> [Work instructions] The records below need retyping in full; give them again exactly.

> [Data extract]
========================================
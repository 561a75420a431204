//! Calculation rule contract

use super::period::BasisPeriod;
use crate::error::Result;
use std::marker::PhantomData;

/// A pure calculation from a period to a typed result.
///
/// Results are memoized on the period per `Output` type, so a rule set must
/// register at most one rule per result type.
pub trait Rule: Send + Sync {
    type Output: Clone + Send + 'static;

    fn compute(&self, period: &BasisPeriod) -> Result<Self::Output>;
}

/// Adapts a closure into a [`Rule`]
pub struct RuleFn<F, T> {
    f: F,
    _output: PhantomData<fn() -> T>,
}

pub fn rule_fn<F, T>(f: F) -> RuleFn<F, T>
where
    F: Fn(&BasisPeriod) -> Result<T> + Send + Sync,
    T: Clone + Send + 'static,
{
    RuleFn {
        f,
        _output: PhantomData,
    }
}

impl<F, T> Rule for RuleFn<F, T>
where
    F: Fn(&BasisPeriod) -> Result<T> + Send + Sync,
    T: Clone + Send + 'static,
{
    type Output = T;

    fn compute(&self, period: &BasisPeriod) -> Result<T> {
        (self.f)(period)
    }
}
//! Batch runner: periodize and orchestrate many positions
//!
//! Reference data is loaded once into the periodizer, then every position
//! history is turned into a basis and handed to the orchestrator.

use crate::agreement::AgreementLookup;
use crate::basis::{Basis, BasisFacts};
use crate::config::PipelineConfig;
use crate::domain::PositionId;
use crate::error::Result;
use crate::periodize::{PositionHistory, Periodizer};
use crate::timeseries::{RunSummary, TimeSeriesOrchestrator};
use crate::wages::WageGradeTable;
use log::{info, warn};
use rayon::prelude::*;
use std::sync::Arc;

/// Pre-loaded runner for batches of positions
///
/// # Example
/// ```ignore
/// let runner = TimeSeriesRunner::new(config, wage_grades, agreements, orchestrator)?;
/// let summary = runner.run(&histories);
/// ```
#[derive(Clone)]
pub struct TimeSeriesRunner {
    config: PipelineConfig,
    periodizer: Periodizer,
    orchestrator: TimeSeriesOrchestrator,
}

impl TimeSeriesRunner {
    pub fn new(
        config: PipelineConfig,
        wage_grades: Arc<WageGradeTable>,
        agreements: Arc<dyn AgreementLookup>,
        orchestrator: TimeSeriesOrchestrator,
    ) -> Result<Self> {
        config.validate()?;
        let (first_year, last_year) = config.window();
        let periodizer = Periodizer::new(first_year, last_year, wage_grades, agreements)?;
        Ok(Self {
            config,
            periodizer,
            orchestrator,
        })
    }

    pub fn config(&self) -> &PipelineConfig {
        &self.config
    }

    /// Periodizes and processes every history, serially or on the rayon pool
    /// per config
    pub fn run(&self, histories: &[PositionHistory]) -> RunSummary {
        info!(
            "running {} positions over {}-{}{}",
            histories.len(),
            self.config.first_year,
            self.config.last_year,
            if self.config.parallel { " in parallel" } else { "" }
        );

        let summary = if self.config.parallel {
            histories
                .par_iter()
                .map(|history| self.run_position(history))
                .reduce(RunSummary::default, RunSummary::merge)
        } else {
            histories
                .iter()
                .map(|history| self.run_position(history))
                .fold(RunSummary::default(), RunSummary::merge)
        };

        info!(
            "finished: {} positions, {} failed, {} observations, {} publish failures",
            summary.positions, summary.failed, summary.observations, summary.publish_failures
        );
        summary
    }

    fn run_position(&self, history: &PositionHistory) -> RunSummary {
        match self.periodizer.periodize(history) {
            Ok(basis) => RunSummary::default().record(self.orchestrator.process(history.position, &basis)),
            Err(error) => {
                warn!("{} could not be periodized: {}", history.position, error);
                let scoped = position_only(history.position);
                self.orchestrator.failure_handler().handle(history.position, &scoped, &error);
                RunSummary {
                    positions: 1,
                    failed: 1,
                    ..Default::default()
                }
            }
        }
    }
}

fn position_only(position: PositionId) -> Basis {
    Basis::empty().with_facts(BasisFacts {
        position: Some(position),
        ..Default::default()
    })
}
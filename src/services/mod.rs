mod article_cache;
mod reminder;

pub use article_cache::ArticleCache;
pub use reminder::{
    build_daily_reminder, daily_content, next_occurrence, window_since_last, LogScheduler,
    Reminder, ReminderScheduler, DAILY_REMINDER_ID,
};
========================================
> [Answer]
repository 561a75420a431204
//! Calculation rule contract

use super::period::BasisPeriod;
use crate::error::Result;
use std::marker::PhantomData;

/// A pure calculation from a period to a typed result.
///
/// Results are memoized on the period per `Output` type, so a rule set must
/// register at most one rule per result type.
pub trait Rule: Send + Sync {
    type Output: Clone + Send + 'static;

    fn compute(&self, period: &BasisPeriod) -> Result<Self::Output>;
}

/// Adapts a closure into a [`Rule`]
pub struct RuleFn<F, T> {
    f: F,
    _output: PhantomData<fn() -> T>,
}

pub fn rule_fn<F, T>(f: F) -> RuleFn<F, T>
where
    F: Fn(&BasisPeriod) -> Result<T> + Send + Sync,
    T: Clone + Send + 'static,
{
    RuleFn {
        f,
        _output: PhantomData,
    }
}

impl<F, T> Rule for RuleFn<F, T>
where
    F: Fn(&BasisPeriod) -> Result<T> + Send + Sync,
    T: Clone + Send + 'static,
{
    type Output = T;

    fn compute(&self, period: &BasisPeriod) -> Result<T> {
        (self.f)(period)
    }
}
//! Batch runner: periodize and orchestrate many positions
//!
//! Reference data is loaded once into the periodizer, then every position
//! history is turned into a basis and handed to the orchestrator.

use crate::agreement::AgreementLookup;
use crate::basis::{Basis, BasisFacts};
use crate::config::PipelineConfig;
use crate::domain::PositionId;
use crate::error::Result;
use crate::periodize::{PositionHistory, Periodizer};
use crate::timeseries::{RunSummary, TimeSeriesOrchestrator};
use crate::wages::WageGradeTable;
use log::{info, warn};
use rayon::prelude::*;
use std::sync::Arc;

/// Pre-loaded runner for batches of positions
///
/// # Example
/// ```ignore
/// let runner = TimeSeriesRunner::new(config, wage_grades, agreements, orchestrator)?;
/// let summary = runner.run(&histories);
/// ```
#[derive(Clone)]
pub struct TimeSeriesRunner {
    config: PipelineConfig,
    periodizer: Periodizer,
    orchestrator: TimeSeriesOrchestrator,
}

impl TimeSeriesRunner {
    pub fn new(
        config: PipelineConfig,
        wage_grades: Arc<WageGradeTable>,
        agreements: Arc<dyn AgreementLookup>,
        orchestrator: TimeSeriesOrchestrator,
    ) -> Result<Self> {
        config.validate()?;
        let (first_year, last_year) = config.window();
        let periodizer = Periodizer::new(first_year, last_year, wage_grades, agreements)?;
        Ok(Self {
            config,
            periodizer,
            orchestrator,
        })
    }

    pub fn config(&self) -> &PipelineConfig {
        &self.config
    }

    /// Periodizes and processes every history, serially or on the rayon pool
    /// per config
    pub fn run(&self, histories: &[PositionHistory]) -> RunSummary {
        info!(
            "running {} positions over {}-{}{}",
            histories.len(),
            self.config.first_year,
            self.config.last_year,
            if self.config.parallel { " in parallel" } else { "" }
        );

        let summary = if self.config.parallel {
            histories
                .par_iter()
                .map(|history| self.run_position(history))
                .reduce(RunSummary::default, RunSummary::merge)
        } else {
            histories
                .iter()
                .map(|history| self.run_position(history))
                .fold(RunSummary::default(), RunSummary::merge)
        };

        info!(
            "finished: {} positions, {} failed, {} observations, {} publish failures",
            summary.positions, summary.failed, summary.observations, summary.publish_failures
        );
        summary
    }

    fn run_position(&self, history: &PositionHistory) -> RunSummary {
        match self.periodizer.periodize(history) {
            Ok(basis) => RunSummary::default().record(self.orchestrator.process(history.position, &basis)),
            Err(error) => {
                warn!("{} could not be periodized: {}", history.position, error);
                let scoped = position_only(history.position);
                self.orchestrator.failure_handler().handle(history.position, &scoped, &error);
                RunSummary {
                    positions: 1,
                    failed: 1,
                    ..Default::default()
                }
            }
        }
    }
}

fn position_only(position: PositionId) -> Basis {
    Basis::empty().with_facts(BasisFacts {
        position: Some(position),
        ..Default::default()
    })
}
filename src/services/mod.rs
mod article_cache;
mod reminder;

pub use article_cache::ArticleCache;
pub use reminder::{
    build_daily_reminder, daily_content, next_occurrence, window_since_last, LogScheduler,
    Reminder, ReminderScheduler, DAILY_REMINDER_ID,
};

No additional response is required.